HMCSÂ Kentville
There has been only one vessel named Kentville in the Royal Canadian Navy.
HMCS Kentville (J312 / 182)
The Kentville was a Bangor Class minesweeper. The Bangor Class ships were built in order to replace the old Basset Class minesweepers, as they were larger, faster, had much greater endurance, and burned oil as opposed to coal.
As enemy mines were laid only once in 1943 in Canadian waters, the Bangors were used primarily as escorts to coastal shipping or as local escorts to ocean convoys. Sixteen of them, however, assisted in sweeping the approaches to Normandy before D-Day, and stayed to help clear German and Allied minefields in the Channel for some months afterward.
Commissioned at Port Arthur, now Thunder Bay, Ontario on October 10, 1942, Kentville arrived at Halifax, Nova Scotia on November 15, having escorted a Quebec-Sydney convoy en route. After work-ups, she was assigned to Halifax Force in January 1943. With the exception of the period between May and November 1943, when she served with Sydney Force, she spent her entire career based out of Halifax. In May 1944, she underwent a refit at Charlottetown, Prince Edward Island. Upon completion of this in July, she proceeded to Bermuda for work-ups and returned to Halifax in mid-August. Kentville was paid off at Sydney, Nova Scotia on October 28, 1945, and went into reserve, first at Shelburne, Nova Scotia, and then in 1946 at Sorel, Quebec. Reacquired by the Royal Canadian Navy in 1952, she was refitted and placed in reserve at Sydney, and was again in commission during the summer of 1954. Transferred to the Turkish Navy on November 29, 1957, and renamed Bartin, she remained in service until 1972.

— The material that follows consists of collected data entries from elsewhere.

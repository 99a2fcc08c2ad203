//! Directory state snapshots.

use std::fs;
use std::path::Path;
use std::time::UNIX_EPOCH;

use rustc_hash::FxHashMap;

use crate::error::Result;
use crate::path::{is_ignored_name, RelPath};

/// Metadata for one regular file under the monitored root.
#[derive(Debug, Clone, Copy, PartialEq)]
pub struct FileStat {
    /// Modification time in seconds since the Unix epoch.
    pub mtime: f64,
    /// File size in bytes.
    pub size: u64,
}

/// Snapshot of every regular file under the monitored root.
///
/// Existence is map membership; hidden entries and atomic-write
/// staging files are excluded, as are symlinks and other non-regular
/// entries.
#[derive(Debug, Clone, Default, PartialEq)]
pub struct DirState {
    /// Per-path file metadata.
    pub files: FxHashMap<RelPath, FileStat>,
}

impl DirState {
    /// Build a snapshot with a single synchronous walk of `root`.
    ///
    /// Entries that vanish mid-walk are skipped rather than failing the
    /// snapshot.
    ///
    /// # Errors
    ///
    /// Returns `Io` if a directory cannot be listed.
    pub fn scan(root: &Path) -> Result<Self> {
        let mut files = FxHashMap::default();
        walk(root, root, &mut files)?;
        Ok(Self { files })
    }

    /// Metadata for `path`, if present.
    #[must_use]
    pub fn get(&self, path: &RelPath) -> Option<&FileStat> {
        self.files.get(path)
    }

    /// Whether `path` exists in the snapshot.
    #[must_use]
    pub fn contains(&self, path: &RelPath) -> bool {
        self.files.contains_key(path)
    }

    /// Number of files in the snapshot.
    #[must_use]
    pub fn len(&self) -> usize {
        self.files.len()
    }

    /// Whether the snapshot is empty.
    #[must_use]
    pub fn is_empty(&self) -> bool {
        self.files.is_empty()
    }
}

/// Modification time of `meta` in seconds since the Unix epoch.
///
/// Pre-epoch and unreadable mtimes clamp to zero, so they always lose
/// last-writer-wins comparisons.
#[must_use]
pub fn mtime_of(meta: &fs::Metadata) -> f64 {
    meta.modified()
        .ok()
        .and_then(|t| t.duration_since(UNIX_EPOCH).ok())
        .map_or(0.0, |d| d.as_secs_f64())
}

fn walk(root: &Path, dir: &Path, files: &mut FxHashMap<RelPath, FileStat>) -> Result<()> {
    let entries = match fs::read_dir(dir) {
        Ok(entries) => entries,
        // A subdirectory can vanish between listing and recursion.
        Err(e) if e.kind() == std::io::ErrorKind::NotFound && dir != root => return Ok(()),
        Err(e) => return Err(e.into()),
    };
    for entry in entries {
        let entry = entry?;
        let name = entry.file_name();
        let Some(name) = name.to_str() else { continue };
        if is_ignored_name(name) {
            continue;
        }
        let path = entry.path();
        let Ok(meta) = fs::symlink_metadata(&path) else {
            continue;
        };
        if meta.is_dir() {
            walk(root, &path, files)?;
        } else if meta.is_file() {
            if let Ok(rel) = RelPath::from_fs(root, &path) {
                files.insert(
                    rel,
                    FileStat {
                        mtime: mtime_of(&meta),
                        size: meta.len(),
                    },
                );
            }
        }
    }
    Ok(())
}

- Builder: Port Arthur Shipbuilding Co. Ltd., Port Arthur, Ontario.
- Laid down: December 15, 1941
- Launched: April 17, 1942
- Date commissioned: October 10, 1942
- Final date paid off: November 29, 1957
- Displacement: 672 tons
- Dimensions: 54.9 m x 8.7 m x 2.5 m
- Speed: 16 knots
- Crew: 83
- Armament: (original) one 3-inch (76-mm) gun, three 20-mm guns (3 single mounts) and depth charges; (post war) one Hedgehog mortar, one 40-mm gun, two 20 mm guns (2 single mount) and depth charges.